↓

//! Solana address keys and program-derived addresses.
//!
//! This crate handles the 32-byte address type, its Base58 text form, and
//! program-derived address (PDA) derivation with bump-seed search, without
//! pulling in `solana-sdk`.
//!
//! The Base58 codec here reproduces a reference ledger library whose trimmed
//! encoding drops leading zero bytes; see [`base58`] before mixing these
//! strings with standard Base58 producers.

pub mod address;
pub mod base58;
pub mod collaborators;
pub mod error;
pub mod pda;
pub mod well_known;

// Re-export key public types for ergonomic imports.
pub use address::{AddressKey, KEY_LEN, MAX_BASE58_LEN};
pub use collaborators::{AddressHasher, CurvePredicate, Ed25519Curve, Sha256Hasher};
pub use error::AddressError;
pub use pda::{
    create_program_address, find_program_address, is_on_curve, try_find_program_address,
    validate_seeds, ConstraintViolation, Derivation, ProgramAddressDeriver, MAX_BUMP_SEED,
    MAX_SEEDS, MAX_SEED_LEN, PDA_MARKER,
};
pub use well_known::{
    derive_associated_token_address, derive_associated_token_address_with_bump,
    ASSOCIATED_TOKEN_PROGRAM_ID, MEMO_PROGRAM_ID, SYSTEM_PROGRAM_ID, TOKEN_PROGRAM_ID,
};
//! The 32-byte address key.
//!
//! Ledger addresses are raw 32-byte values: Ed25519 public keys for wallets,
//! SHA-256 digests for program-derived addresses. Text form is Base58 through
//! [`base58::trim_encode`], so keys inherit that codec's trimming behavior:
//! a key with a leading zero byte, or whose encoding ends in `'1'`, does not
//! survive a text round trip. The raw 32-byte form always does.

use std::fmt;
use std::str::FromStr;

use serde::{de, Deserialize, Deserializer, Serialize, Serializer};

use crate::base58;
use crate::error::AddressError;

/// Number of bytes in an address key.
pub const KEY_LEN: usize = 32;

/// Maximum length of a Base58-encoded address key.
pub const MAX_BASE58_LEN: usize = 44;

/// A fixed 32-byte ledger address.
///
/// Equality and ordering are byte-wise lexicographic.
#[derive(Clone, Copy, Default, PartialEq, Eq, PartialOrd, Ord, Hash)]
pub struct AddressKey([u8; KEY_LEN]);

impl AddressKey {
    /// Wrap 32 bytes verbatim.
    pub const fn new(bytes: [u8; KEY_LEN]) -> Self {
        Self(bytes)
    }

    /// Copy a slice that must be exactly 32 bytes long.
    pub fn try_from_slice(bytes: &[u8]) -> Result<Self, AddressError> {
        let arr: [u8; KEY_LEN] = bytes.try_into().map_err(|_| AddressError::LengthMismatch {
            expected: KEY_LEN,
            actual: bytes.len(),
        })?;
        Ok(Self(arr))
    }

    /// Build a key from a 32-byte hash output, e.g. `Sha256::finalize()`.
    pub fn from_digest<D: Into<[u8; KEY_LEN]>>(digest: D) -> Self {
        Self(digest.into())
    }

    /// Base58 text form, produced by [`base58::trim_encode`].
    pub fn to_base58(&self) -> String {
        base58::trim_encode(&self.0)
    }

    /// Parse Base58 text, returning `None` for anything that is not exactly
    /// one key: text longer than 44 characters, a non-alphabet character, or
    /// a decoded length other than 32 bytes.
    pub fn from_string(text: &str) -> Option<Self> {
        Self::parse(text).ok()
    }

    /// Parse Base58 text, reporting why it was rejected.
    pub fn parse(text: &str) -> Result<Self, AddressError> {
        if text.len() > MAX_BASE58_LEN {
            return Err(AddressError::TextTooLong {
                max: MAX_BASE58_LEN,
                actual: text.len(),
            });
        }
        let bytes = base58::decode_checked(text)?;
        Self::try_from_slice(&bytes)
    }

    /// The raw 32-byte wire form.
    pub fn serialize(&self) -> [u8; KEY_LEN] {
        self.0
    }

    /// Read the raw wire form; the input must be exactly 32 bytes.
    pub fn deserialize(data: &[u8]) -> Result<Self, AddressError> {
        Self::try_from_slice(data)
    }

    pub const fn to_bytes(self) -> [u8; KEY_LEN] {
        self.0
    }

    pub const fn as_bytes(&self) -> &[u8; KEY_LEN] {
        &self.0
    }
}

impl AsRef<[u8]> for AddressKey {
    fn as_ref(&self) -> &[u8] {
        &self.0
    }
}

impl From<[u8; KEY_LEN]> for AddressKey {
    fn from(bytes: [u8; KEY_LEN]) -> Self {
        Self(bytes)
    }
}

impl From<AddressKey> for [u8; KEY_LEN] {
    fn from(key: AddressKey) -> Self {
        key.0
    }
}

impl TryFrom<&[u8]> for AddressKey {
    type Error = AddressError;

    fn try_from(bytes: &[u8]) -> Result<Self, Self::Error> {
        Self::try_from_slice(bytes)
    }
}

impl TryFrom<Vec<u8>> for AddressKey {
    type Error = AddressError;

    fn try_from(bytes: Vec<u8>) -> Result<Self, Self::Error> {
        Self::try_from_slice(&bytes)
    }
}

impl FromStr for AddressKey {
    type Err = AddressError;

    fn from_str(s: &str) -> Result<Self, Self::Err> {
        Self::parse(s)
    }
}

impl fmt::Display for AddressKey {
    fn fmt(&self, f: &mut fmt::Formatter<'_>) -> fmt::Result {
        f.write_str(&self.to_base58())
    }
}

impl fmt::Debug for AddressKey {
    fn fmt(&self, f: &mut fmt::Formatter<'_>) -> fmt::Result {
        write!(f, "AddressKey({})", self.to_base58())
    }
}

// JSON-RPC payloads carry keys as Base58 strings.
impl Serialize for AddressKey {
    fn serialize<S: Serializer>(&self, serializer: S) -> Result<S::Ok, S::Error> {
        serializer.serialize_str(&self.to_base58())
    }
}

impl<'de> Deserialize<'de> for AddressKey {
    fn deserialize<D: Deserializer<'de>>(deserializer: D) -> Result<Self, D::Error> {
        let text = String::deserialize(deserializer)?;
        Self::parse(&text).map_err(de::Error::custom)
    }
}
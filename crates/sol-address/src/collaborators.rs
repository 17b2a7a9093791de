//! External capabilities consumed by program address derivation.
//!
//! The deriver only needs two things from the outside world: a 32-byte
//! digest over a list of byte slices, and a yes/no answer to "is this a
//! valid Ed25519 point". Both are traits so the deriver does not depend on
//! how a particular crypto library answers them.

use curve25519_dalek::edwards::CompressedEdwardsY;
use sha2::{Digest, Sha256};

/// A deterministic 32-byte hash over the concatenation of `parts`.
pub trait AddressHasher {
    fn hash32(&self, parts: &[&[u8]]) -> [u8; 32];
}

/// Membership test for the curve that ledger public keys live on.
pub trait CurvePredicate {
    fn is_valid_curve_point(&self, bytes: &[u8; 32]) -> bool;
}

impl<T: AddressHasher + ?Sized> AddressHasher for &T {
    fn hash32(&self, parts: &[&[u8]]) -> [u8; 32] {
        (**self).hash32(parts)
    }
}

impl<T: CurvePredicate + ?Sized> CurvePredicate for &T {
    fn is_valid_curve_point(&self, bytes: &[u8; 32]) -> bool {
        (**self).is_valid_curve_point(bytes)
    }
}

/// SHA-256, the ledger's address hash.
#[derive(Debug, Clone, Copy, Default, PartialEq, Eq)]
pub struct Sha256Hasher;

impl AddressHasher for Sha256Hasher {
    fn hash32(&self, parts: &[&[u8]]) -> [u8; 32] {
        let mut hasher = Sha256::new();
        for part in parts {
            hasher.update(part);
        }
        hasher.finalize().into()
    }
}

/// Ed25519 point check via compressed Edwards-Y decompression.
///
/// Decompression succeeds exactly when the bytes name a point on the curve,
/// which is the same test the ledger runtime applies.
#[derive(Debug, Clone, Copy, Default, PartialEq, Eq)]
pub struct Ed25519Curve;

impl CurvePredicate for Ed25519Curve {
    fn is_valid_curve_point(&self, bytes: &[u8; 32]) -> bool {
        CompressedEdwardsY(*bytes).decompress().is_some()
    }
}
use thiserror::Error;

/// Address parsing and program-derived address errors.
#[derive(Debug, Clone, Copy, PartialEq, Eq, Error)]
pub enum AddressError {
    /// `index` is the byte offset of `character` in the input text.
    #[error("invalid base58 character {character:?} at index {index}")]
    InvalidCharacter { character: char, index: usize },

    #[error("length mismatch: expected {expected} bytes, got {actual}")]
    LengthMismatch { expected: usize, actual: usize },

    #[error("base58 text too long: max {max} characters, got {actual}")]
    TextTooLong { max: usize, actual: usize },

    #[error("too many seeds: {count} exceeds the maximum of {max}")]
    TooManySeeds { count: usize, max: usize },

    #[error("seed {index} is {len} bytes, exceeds the maximum of {max}")]
    SeedTooLong { index: usize, len: usize, max: usize },

    #[error("provided seeds do not result in a valid address")]
    InvalidSeeds,

    #[error("unable to find a viable program address bump seed")]
    BumpSeedNotFound,
}
//! Program Derived Address (PDA) derivation.
//!
//! A PDA is `SHA-256(seed_0 || ... || seed_n || program_id || "ProgramDerivedAddress")`,
//! accepted only if the digest is NOT a valid Ed25519 point, so no private
//! key can exist for it. [`ProgramAddressDeriver::find_program_address`]
//! appends a one-byte bump seed, trying 255 down to 1, until the digest
//! falls off the curve.
//!
//! The hash order is fixed by the ledger: seeds in order, then the program
//! id, then the marker with no terminator. Changing it changes every address.

use tracing::{debug, trace};

use crate::address::AddressKey;
use crate::collaborators::{AddressHasher, CurvePredicate, Ed25519Curve, Sha256Hasher};
use crate::error::AddressError;

/// Maximum number of seeds, bump seed included.
pub const MAX_SEEDS: usize = 16;

/// Maximum length of a single seed in bytes.
pub const MAX_SEED_LEN: usize = 32;

/// First bump seed tried by the search.
pub const MAX_BUMP_SEED: u8 = 255;

/// Domain separation marker hashed after the program id.
pub const PDA_MARKER: &[u8; 21] = b"ProgramDerivedAddress";

/// A seed list that can never derive an address, whatever the bump.
#[derive(Debug, Clone, Copy, PartialEq, Eq)]
pub enum ConstraintViolation {
    TooManySeeds { count: usize },
    SeedTooLong { index: usize, len: usize },
}

impl From<ConstraintViolation> for AddressError {
    fn from(violation: ConstraintViolation) -> Self {
        match violation {
            ConstraintViolation::TooManySeeds { count } => AddressError::TooManySeeds {
                count,
                max: MAX_SEEDS,
            },
            ConstraintViolation::SeedTooLong { index, len } => AddressError::SeedTooLong {
                index,
                len,
                max: MAX_SEED_LEN,
            },
        }
    }
}

/// Outcome of a single derivation attempt.
///
/// `RejectedOnCurve` is worth retrying with another bump seed;
/// `RejectedConstraint` is not.
#[derive(Debug, Clone, Copy, PartialEq, Eq)]
pub enum Derivation {
    Accepted(AddressKey),
    RejectedOnCurve,
    RejectedConstraint(ConstraintViolation),
}

impl Derivation {
    pub fn accepted(self) -> Option<AddressKey> {
        match self {
            Derivation::Accepted(address) => Some(address),
            _ => None,
        }
    }

    pub fn into_result(self) -> Result<AddressKey, AddressError> {
        match self {
            Derivation::Accepted(address) => Ok(address),
            Derivation::RejectedOnCurve => Err(AddressError::InvalidSeeds),
            Derivation::RejectedConstraint(violation) => Err(violation.into()),
        }
    }
}

fn check_seeds(seeds: &[&[u8]]) -> Result<(), ConstraintViolation> {
    if seeds.len() > MAX_SEEDS {
        return Err(ConstraintViolation::TooManySeeds { count: seeds.len() });
    }
    match seeds.iter().position(|seed| seed.len() > MAX_SEED_LEN) {
        Some(index) => Err(ConstraintViolation::SeedTooLong {
            index,
            len: seeds[index].len(),
        }),
        None => Ok(()),
    }
}

/// Check seed count and seed lengths without hashing anything.
pub fn validate_seeds(seeds: &[&[u8]]) -> Result<(), AddressError> {
    check_seeds(seeds).map_err(AddressError::from)
}

/// Derives program addresses with a pluggable hash and curve check.
///
/// `ProgramAddressDeriver::new()` uses SHA-256 and the Ed25519 point check,
/// which is what the ledger does. Other collaborators are for tests and for
/// hosts that supply their own crypto.
#[derive(Debug, Clone, Copy, Default)]
pub struct ProgramAddressDeriver<H = Sha256Hasher, C = Ed25519Curve> {
    hasher: H,
    curve: C,
}

impl ProgramAddressDeriver {
    pub const fn new() -> Self {
        Self {
            hasher: Sha256Hasher,
            curve: Ed25519Curve,
        }
    }
}

impl<H: AddressHasher, C: CurvePredicate> ProgramAddressDeriver<H, C> {
    pub const fn with_collaborators(hasher: H, curve: C) -> Self {
        Self { hasher, curve }
    }

    /// Derive an address from `seeds` without searching for a bump seed.
    ///
    /// Useful to verify that a stored bump still derives a known address:
    /// pass the original seeds with `&[bump]` appended.
    pub fn create_program_address(&self, seeds: &[&[u8]], program_id: &AddressKey) -> Derivation {
        if let Err(violation) = check_seeds(seeds) {
            return Derivation::RejectedConstraint(violation);
        }

        let mut parts: Vec<&[u8]> = Vec::with_capacity(seeds.len() + 2);
        parts.extend_from_slice(seeds);
        parts.push(program_id.as_ref());
        parts.push(PDA_MARKER);

        let candidate = AddressKey::new(self.hasher.hash32(&parts));

        if self.curve.is_valid_curve_point(candidate.as_bytes()) {
            return Derivation::RejectedOnCurve;
        }
        Derivation::Accepted(candidate)
    }

    /// Find the address for the highest bump seed in `1..=255` that lands
    /// off the curve.
    ///
    /// Returns `None` if every bump lands on the curve, or immediately if the
    /// seeds break a length limit (the bump seed counts toward `MAX_SEEDS`).
    pub fn try_find_program_address(
        &self,
        seeds: &[&[u8]],
        program_id: &AddressKey,
    ) -> Option<(AddressKey, u8)> {
        for bump in (1..=MAX_BUMP_SEED).rev() {
            let bump_seed = [bump];
            let mut seeds_with_bump = seeds.to_vec();
            seeds_with_bump.push(&bump_seed);

            match self.create_program_address(&seeds_with_bump, program_id) {
                Derivation::Accepted(address) => return Some((address, bump)),
                Derivation::RejectedOnCurve => {
                    trace!(bump, "candidate on curve, trying next bump");
                }
                Derivation::RejectedConstraint(violation) => {
                    debug!(?violation, "seeds can never derive an address");
                    return None;
                }
            }
        }

        debug!(program_id = %program_id, "exhausted all bump seeds");
        None
    }

    /// Like [`try_find_program_address`](Self::try_find_program_address),
    /// but a missing result is an error.
    pub fn find_program_address(
        &self,
        seeds: &[&[u8]],
        program_id: &AddressKey,
    ) -> Result<(AddressKey, u8), AddressError> {
        self.try_find_program_address(seeds, program_id)
            .ok_or(AddressError::BumpSeedNotFound)
    }

    /// Whether Base58 `text` names a valid curve point. Unparseable text is
    /// never on the curve.
    pub fn is_on_curve(&self, text: &str) -> bool {
        AddressKey::from_string(text)
            .is_some_and(|key| self.curve.is_valid_curve_point(key.as_bytes()))
    }
}

/// [`ProgramAddressDeriver::create_program_address`] with the ledger's
/// hash and curve.
pub fn create_program_address(seeds: &[&[u8]], program_id: &AddressKey) -> Derivation {
    ProgramAddressDeriver::new().create_program_address(seeds, program_id)
}

pub fn try_find_program_address(
    seeds: &[&[u8]],
    program_id: &AddressKey,
) -> Option<(AddressKey, u8)> {
    ProgramAddressDeriver::new().try_find_program_address(seeds, program_id)
}

pub fn find_program_address(
    seeds: &[&[u8]],
    program_id: &AddressKey,
) -> Result<(AddressKey, u8), AddressError> {
    ProgramAddressDeriver::new().find_program_address(seeds, program_id)
}

pub fn is_on_curve(text: &str) -> bool {
    ProgramAddressDeriver::new().is_on_curve(text)
}

impl AddressKey {
    pub fn create_program_address(
        seeds: &[&[u8]],
        program_id: &AddressKey,
    ) -> Result<AddressKey, AddressError> {
        create_program_address(seeds, program_id).into_result()
    }

    pub fn try_find_program_address(
        seeds: &[&[u8]],
        program_id: &AddressKey,
    ) -> Option<(AddressKey, u8)> {
        try_find_program_address(seeds, program_id)
    }

    pub fn find_program_address(
        seeds: &[&[u8]],
        program_id: &AddressKey,
    ) -> Result<(AddressKey, u8), AddressError> {
        find_program_address(seeds, program_id)
    }

    /// Whether this key is a valid Ed25519 point.
    pub fn is_on_curve(&self) -> bool {
        Ed25519Curve.is_valid_curve_point(self.as_bytes())
    }
}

↑

TO DO |
Scan the material above for the string "push". Copy each line that holds it.

TASK RESULT |
        parts.push(program_id.as_ref());
        parts.push(PDA_MARKER);
            seeds_with_bump.push(&bump_seed);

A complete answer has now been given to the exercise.